Griskewicz also recommends participating in vendor user groups and connecting with other practices using the same EHR, steps that can alert providers to issues they may encounter.

Griskewicz maintains that doctors who experience the fewest difficulties understand that participating in MU means not simply mastering a new technology but “re-engineering their practice” with the goal of improving quality outcomes for patients.

Chittim goes one step further, arguing providers who “connect their objectives for MU” to a bigger goal, such as becoming a patient-centered medical home or participating in a pay-for-performance payment model, are the biggest winners.

“Physicians are in this business because they want to do good,” Chittim says. “Using MU as a stepping stone to doing something great is really effective.”

Jennifer Brull, MD, a family medicine physician in Plainville, Kansas, is confident her practice will successfully attest for Stage 2, mostly because her staff began preparing for the new standards months before her EHR vendor released its certified Stage 2 software. While a practice cannot dictate its vendor’s certification timeline, Brull says it can “make a plan for everything within their control.”

A solo practitioner who collaborates with nine other providers using eMDs’ EHR, Brull established a project team that planned for Stage 2 implementation and educated staff about the new requirements and higher thresholds for objectives such as patients’ online access to their health information.

“You may not know the exact workflow that is going to be different but you know–it’s clearly published–what the goals and objectives are,” she explains. “You can pull your staff in as part of a team and make sure they understand the changes. If you are barely meeting a threshold now, then chances are that is an area that needs work” in order to meet Stage 2 requirements.

Brull, who plans to attest in the third quarter, says her practice’s biggest challenge has been persuading patients to use the portal.

“People just don’t want to interact that way,” she says. “I don’t understand it. I love the portal. [As of March] when I ran my reports, I am at 38%, and I need 50%. That’s the one piece I’m worried about.”

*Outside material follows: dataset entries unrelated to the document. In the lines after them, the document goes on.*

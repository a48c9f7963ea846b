//! Event Card Component
//!
//! One catalog entry: poster, tag, price, title, date and place.

use leptos::*;
use leptos_router::*;
use tiketin::Event;

/// Event card with a "Buy Ticket" link
#[component]
pub fn EventCard(event: Event) -> impl IntoView {
    let poster = poster_url(&event);
    let meta = meta_line(&event);
    let price = event.display_price();
    let booking_href = format!("/booking/{}", event.id);

    view! {
        <div class="event-card bg-white rounded-2xl shadow hover:shadow-lg transition-shadow overflow-hidden">
            <div class="event-thumb relative h-40 bg-gradient-to-br from-blue-50 to-indigo-50">
                {poster.map(|src| view! {
                    <img src=src alt=event.title.clone() class="w-full h-full object-cover" />
                })}
                {(!event.tag.is_empty()).then(|| view! {
                    <div class="tag absolute top-3 left-3 px-2 py-0.5 rounded-full bg-white/90 text-xs font-semibold text-blue-700">
                        {event.tag.clone()}
                    </div>
                })}
                <div class="price-pill absolute bottom-3 right-3 px-3 py-1 rounded-full bg-blue-600 text-white text-sm font-bold">
                    {price}
                </div>
            </div>

            <div class="p-4">
                <h3 class="event-title font-semibold text-slate-900">{event.title.clone()}</h3>
                <div class="event-meta text-sm text-slate-500 mt-1">{meta}</div>

                <div class="flex justify-between items-center mt-3">
                    <div class="text-sm text-slate-400">{event.tag.clone()}</div>
                    <A
                        href=booking_href
                        class="px-4 py-2 bg-blue-600 hover:bg-blue-700 text-white rounded-lg text-sm font-medium transition-colors"
                    >
                        "Buy Ticket"
                    </A>
                </div>
            </div>
        </div>
    }
}

/// Image reference as served by the API, when it looks usable
fn poster_url(event: &Event) -> Option<String> {
    event
        .image
        .as_deref()
        .map(str::trim)
        .filter(|src| !src.is_empty())
        .map(str::to_string)
}

/// "date • place" line under the title
fn meta_line(event: &Event) -> String {
    match (event.display_date(), event.place()) {
        (date, "") => date,
        (date, place) if date.is_empty() => place.to_string(),
        (date, place) => format!("{} • {}", date, place),
    }
}

#[cfg(test)]
mod tests {
    use super::*;

    fn event(value: serde_json::Value) -> Event {
        serde_json::from_value(value).unwrap()
    }

    #[test]
    fn test_poster_url() {
        assert_eq!(poster_url(&event(serde_json::json!({"id": 1, "title": "A"}))), None);
        assert_eq!(
            poster_url(&event(serde_json::json!({"id": 1, "title": "A", "image_url": " "}))),
            None
        );
        assert_eq!(
            poster_url(&event(
                serde_json::json!({"id": 1, "title": "A", "image_url": "/static/uploads/a.png"})
            )),
            Some("/static/uploads/a.png".to_string())
        );
    }

    #[test]
    fn test_meta_line_skips_missing_place() {
        let e = event(serde_json::json!({"id": 1, "title": "A", "date": "2025-08-17 19:30"}));
        assert_eq!(meta_line(&e), e.display_date());

        let e = event(serde_json::json!({
            "id": 1, "title": "A", "date": "2025-08-17 19:30", "venue": "GBK"
        }));
        assert!(meta_line(&e).ends_with("• GBK"));
    }
}
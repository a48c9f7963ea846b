//! UI Components
//!
//! Reusable Leptos components for the storefront.

pub mod event_card;
pub mod loading;
pub mod nav;
pub mod pagination;
pub mod toast;
pub mod toggle;

pub use event_card::EventCard;
pub use loading::{InlineLoading, Loading};
pub use nav::Nav;
pub use pagination::Pagination;
pub use toast::Toast;
pub use toggle::Toggle;
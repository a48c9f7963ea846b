//! App Root Component
//!
//! Main application component with routing and global providers.

use leptos::*;
use leptos_router::*;

use crate::components::{InlineLoading, Nav, Toast};
use crate::pages::{
    Booking, EventList, Login, NotificationSettings, OrganizerDashboard, ProfilePage, Register,
};
use crate::state::{provide_global_state, GlobalState};

/// Root application component
#[component]
pub fn App() -> impl IntoView {
    // Provide global state to all components
    provide_global_state();

    view! {
        <Router>
            <div class="min-h-screen bg-blue-50 text-slate-800 flex flex-col">
                <Nav />

                <main class="flex-1 pb-24">
                    <Routes>
                        <Route path="/" view=EventList />
                        <Route path="/login" view=Login />
                        <Route path="/register" view=Register />
                        <Route path="/organizer/dashboard" view=OrganizerDashboard />
                        <Route path="/booking/:id" view=Booking />
                        <Route path="/profile" view=ProfilePage />
                        <Route path="/profile/notifications" view=NotificationSettings />
                        <Route path="/*any" view=NotFound />
                    </Routes>
                </main>

                <Footer />

                <Toast />
            </div>
        </Router>
    }
}

/// Footer with the API host and a pending-request indicator
#[component]
fn Footer() -> impl IntoView {
    let state = use_context::<GlobalState>().expect("GlobalState not found");
    let year = {
        use chrono::Datelike;
        chrono::Local::now().year()
    };
    let api_base = crate::api::get_api_base();

    view! {
        <footer class="fixed bottom-0 left-0 right-0 bg-white border-t border-slate-200 py-3 px-4">
            <div class="container mx-auto flex items-center justify-between text-sm text-slate-500">
                <span>{format!("© {} Tiketin", year)}</span>

                <span class="hidden md:inline truncate">{api_base}</span>

                {move || {
                    if state.loading.get() {
                        view! {
                            <span class="flex items-center space-x-2 text-blue-600">
                                <InlineLoading />
                                <span>"Loading..."</span>
                            </span>
                        }.into_view()
                    } else {
                        view! {}.into_view()
                    }
                }}
            </div>
        </footer>
    }
}

/// 404 Not Found page
#[component]
fn NotFound() -> impl IntoView {
    view! {
        <div class="flex flex-col items-center justify-center min-h-[60vh] text-center">
            <div class="text-6xl mb-4">"🔍"</div>
            <h1 class="text-3xl font-bold mb-2">"Page Not Found"</h1>
            <p class="text-slate-500 mb-6">"The page you're looking for doesn't exist."</p>
            <A
                href="/"
                class="px-6 py-3 bg-blue-600 hover:bg-blue-700 text-white rounded-lg font-medium transition-colors"
            >
                "Browse Events"
            </A>
        </div>
    }
}
async fn run(cli: Cli, config: Config) -> anyhow::Result<()> {
    let transport = ReqwestTransport::new(config.api.request_timeout())?;
    let auth = AuthContext::new(FileTokenStore::new(&config.auth.token_file));
    let api = ApiClient::new(transport, auth, config.api.base_url.clone());
    let format = cli.format;

    match cli.command {
        Commands::Events { command } => match command {
            EventCommands::List { search, page } => {
                let mut catalog = Catalog::new(api.list_events().await?);
                if let Some(query) = search {
                    catalog.set_query(query);
                }
                catalog.go_to_page(page);

                let items = catalog.page_items();
                if format == OutputFormat::Json {
                    println!("{}", serde_json::to_string_pretty(&items)?);
                } else if items.is_empty() {
                    println!("No events found.");
                } else {
                    print_event_table(&items);
                    println!();
                    println!(
                        "Page {} / {} ({} events)",
                        catalog.page(),
                        catalog.page_count(),
                        catalog.filtered_len()
                    );
                }
            }

            EventCommands::Show { id } => {
                let event = api.get_event(id).await?;
                if format == OutputFormat::Json {
                    println!("{}", serde_json::to_string_pretty(&event)?);
                } else {
                    print_event_detail(&event);
                }
            }

            EventCommands::Create(args) => {
                let form = args.into_draft()?.validate()?;
                let receipt = api.create_event(&form).await?;
                match receipt.id {
                    Some(id) => println!("Created event {} ({})", id, form.title),
                    None => println!("{}", receipt.message.as_deref().unwrap_or("Event created")),
                }
            }

            EventCommands::Update { id, event } => {
                let form = event.into_draft()?.validate()?;
                let receipt = api.update_event(id, &form).await?;
                println!(
                    "{}",
                    receipt.message.as_deref().unwrap_or("Event updated")
                );
            }

            EventCommands::Delete { id } => {
                let receipt = api.delete_event(id).await?;
                println!(
                    "{}",
                    receipt.message.as_deref().unwrap_or("Event deleted")
                );
            }
        },

        Commands::Profile { command } => match command {
            ProfileCommands::Show => {
                let profile = api.get_profile().await?;
                if format == OutputFormat::Json {
                    println!("{}", serde_json::to_string_pretty(&profile)?);
                } else {
                    for (key, value) in profile.display_fields() {
                        println!("{:<16} {}", key, value);
                    }
                }
            }

            ProfileCommands::Update { fields, avatar } => {
                let mut form = MultipartForm::new();
                for field in fields {
                    let (key, value) = field
                        .split_once('=')
                        .with_context(|| format!("Expected key=value, got {:?}", field))?;
                    form = form.text(key.trim(), value.trim());
                }
                if let Some(path) = avatar {
                    form = form.file("avatar", read_upload(&path)?);
                }
                anyhow::ensure!(!form.is_empty(), "Nothing to update");

                let profile = api.update_profile(form).await?;
                println!("Profile updated");
                if format == OutputFormat::Json {
                    println!("{}", serde_json::to_string_pretty(&profile)?);
                }
            }
        },

        Commands::Login {
            identifier,
            password,
        } => {
            let response = api
                .login(&Credentials {
                    identifier,
                    password,
                })
                .await?;
            println!(
                "Logged in as {}{}",
                response.name.as_deref().unwrap_or("user"),
                response
                    .role
                    .as_deref()
                    .map(|r| format!(" ({})", r))
                    .unwrap_or_default()
            );
        }

        Commands::Register {
            name,
            email,
            password,
            role,
        } => {
            let receipt = api
                .register(&Registration {
                    name,
                    email,
                    password,
                    role,
                })
                .await?;
            println!(
                "{}",
                receipt.message.as_deref().unwrap_or("Account created")
            );
        }

        Commands::Logout => {
            api.logout()?;
            println!("Logged out");
        }

        Commands::Book { event_id, quantity } => {
            anyhow::ensure!(quantity > 0, "Quantity must be at least 1");
            let event = api.get_event(event_id).await?;
            let receipt = api
                .create_booking(&BookingRequest { event_id, quantity })
                .await?;

            let total = receipt
                .total_price
                .unwrap_or_else(|| tiketin::models::booking_total(event.price, quantity));
            println!(
                "Booked {} x {} - total {}",
                quantity,
                event.title,
                tiketin::format_price(total)
            );
            if let Some(code) = receipt.booking_code {
                println!("Booking code: {}", code);
            }
        }

        Commands::Bookings => {
            let path = config.api.my_bookings_path.as_deref().context(
                "No booking history endpoint configured; set api.my_bookings_path or TIKETIN_MY_BOOKINGS_PATH",
            )?;
            let bookings = api.my_bookings(path).await?;
            if format == OutputFormat::Json {
                println!("{}", serde_json::to_string_pretty(&bookings)?);
            } else if bookings.is_empty() {
                println!("No bookings yet.");
            } else {
                print_booking_table(&bookings);
            }
        }

        Commands::Notifications => {
            let prefs = NotificationPreferences::default();
            for group in ChannelGroup::ALL {
                println!("{}", group.title());
                for channel in group.channels() {
                    print_channel(&prefs, channel);
                }
                println!();
            }
            println!("Preferences are kept in the browser session only and are not sent to the server.");
        }

        Commands::Config { output } => {
            let content = generate_default_config();
            match output {
                Some(path) => {
                    std::fs::write(&path, content)
                        .with_context(|| format!("Failed to write {:?}", path))?;
                    println!("Config written to {:?}", path);
                }
                None => print!("{}", content),
            }
        }
    }

    Ok(())
}

impl EventArgs {
    fn into_draft(self) -> anyhow::Result<EventDraft> {
        let image = self.image.as_deref().map(read_upload).transpose()?;
        Ok(EventDraft {
            title: self.title,
            description: self.description,
            date: self.date,
            location: self.location,
            venue: self.venue,
            tag: self.tag,
            capacity: self.capacity,
            ticket_price: self.price,
            image,
        })
    }
}

fn read_upload(path: &Path) -> anyhow::Result<FileUpload> {
    let bytes = std::fs::read(path).with_context(|| format!("Failed to read {:?}", path))?;
    let file_name = path
        .file_name()
        .map(|n| n.to_string_lossy().to_string())
        .unwrap_or_else(|| "upload".to_string());
    Ok(FileUpload::new(file_name, None, bytes))
}

fn print_event_table(events: &[&Event]) {
    println!(
        "{:<6} {:<32} {:<24} {:<20} {:<12} {:>14}",
        "ID", "Title", "Date", "Place", "Tag", "Price"
    );
    println!("{}", "-".repeat(113));

    for event in events {
        println!(
            "{:<6} {:<32} {:<24} {:<20} {:<12} {:>14}",
            event.id,
            truncate(&event.title, 32),
            truncate(&event.display_date(), 24),
            truncate(event.place(), 20),
            truncate(&event.tag, 12),
            event.display_price()
        );
    }
}

fn print_booking_table(bookings: &[BookingSummary]) {
    println!(
        "{:<12} {:<32} {:<24} {:>4} {:>14} {:<10}",
        "Code", "Event", "Date", "Qty", "Total", "Status"
    );
    println!("{}", "-".repeat(101));

    for booking in bookings {
        println!(
            "{:<12} {:<32} {:<24} {:>4} {:>14} {:<10}",
            truncate(&booking.booking_code, 12),
            truncate(&booking.event_title, 32),
            truncate(&booking.display_event_date(), 24),
            booking.quantity,
            tiketin::format_price(booking.total_price),
            booking.status.as_deref().unwrap_or("-")
        );
    }
}

fn print_event_detail(event: &Event) {
    println!("{}", event.title);
    println!("{}", "=".repeat(event.title.chars().count().max(1)));
    println!("Date:      {}", event.display_date());
    println!("Place:     {}", event.place());
    if !event.venue.is_empty() && event.venue != event.location {
        println!("Location:  {}", event.location);
    }
    if !event.tag.is_empty() {
        println!("Tag:       {}", event.tag);
    }
    println!("Price:     {}", event.display_price());
    if let Some(capacity) = event.capacity {
        println!("Capacity:  {}", capacity);
    }
    if let Some(description) = event.description.as_deref().filter(|d| !d.is_empty()) {
        println!();
        println!("{}", description);
    }
}

fn print_channel(prefs: &NotificationPreferences, channel: Channel) {
    let state = if prefs.is_enabled(channel) { "on " } else { "off" };
    let lock = if channel.is_locked() { " (required)" } else { "" };
    println!(
        "  [{}] {:<22} {}{}",
        state,
        channel.title(),
        channel.description(),
        lock
    );
}

fn truncate(text: &str, width: usize) -> String {
    if text.chars().count() <= width {
        text.to_string()
    } else {
        let kept: String = text.chars().take(width.saturating_sub(1)).collect();
        format!("{}…", kept)
    }
}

Peter Basch, MD, medical director for Medstar Health’s ambulatory EHR and health IT policy, believes doctors can entice patients to use portals and secure online communication by educating them on the technology’s benefits, as they did when meeting the Stage 1 goal for e-prescribing.
Basch’s approach is to “make lemonade out of lemons” by developing strategies that make Stage 2 requirements a win-win for both doctor and patients. For example, doctors can boost their numbers for clinically relevant messaging by emailing pre-visit screening questionnaires and risk assessments to patients, who then submit their answers electronically.

“Think of it as a two-for, an experience where you are leveraging the MU requirement to shift the unpleasant work of a visit to what you should be doing, which is have the patient, where possible, enter his or her clinical information,” he says.

 

Rocky road ahead

Despite his optimism that MU is moving medicine in the right direction, Basch is not optimistic regarding Stage 2 attestations. He cites the medication reconciliation requirement, in which doctors must declare visits a “transition of care” to be counted, and the patient-specific-educational-materials measure, which uses a denominator based on a fixed percentage of patients, as potential problems for providers.

“I think there is going to be a higher failure rate for Stage 2 because there are more opportunities to trip up,” he says. “People will fail because they did in their minds what they thought was the right thing, but they didn’t understand how their vendor was mapping something.”

Providers also need to be prepared for MU audits, which can occur for up to six years after attestation. “Once you are audited, you potentially can be audited again because it’s truly random,” Griskewicz says. “Do not throw out your documentation even if you are audited once.”

Blake, meanwhile, says doctors need to make their voices heard as Stage 3 approaches. “Providers and practices need to speak up about where they’re having challenges and meeting roadblocks,” she says.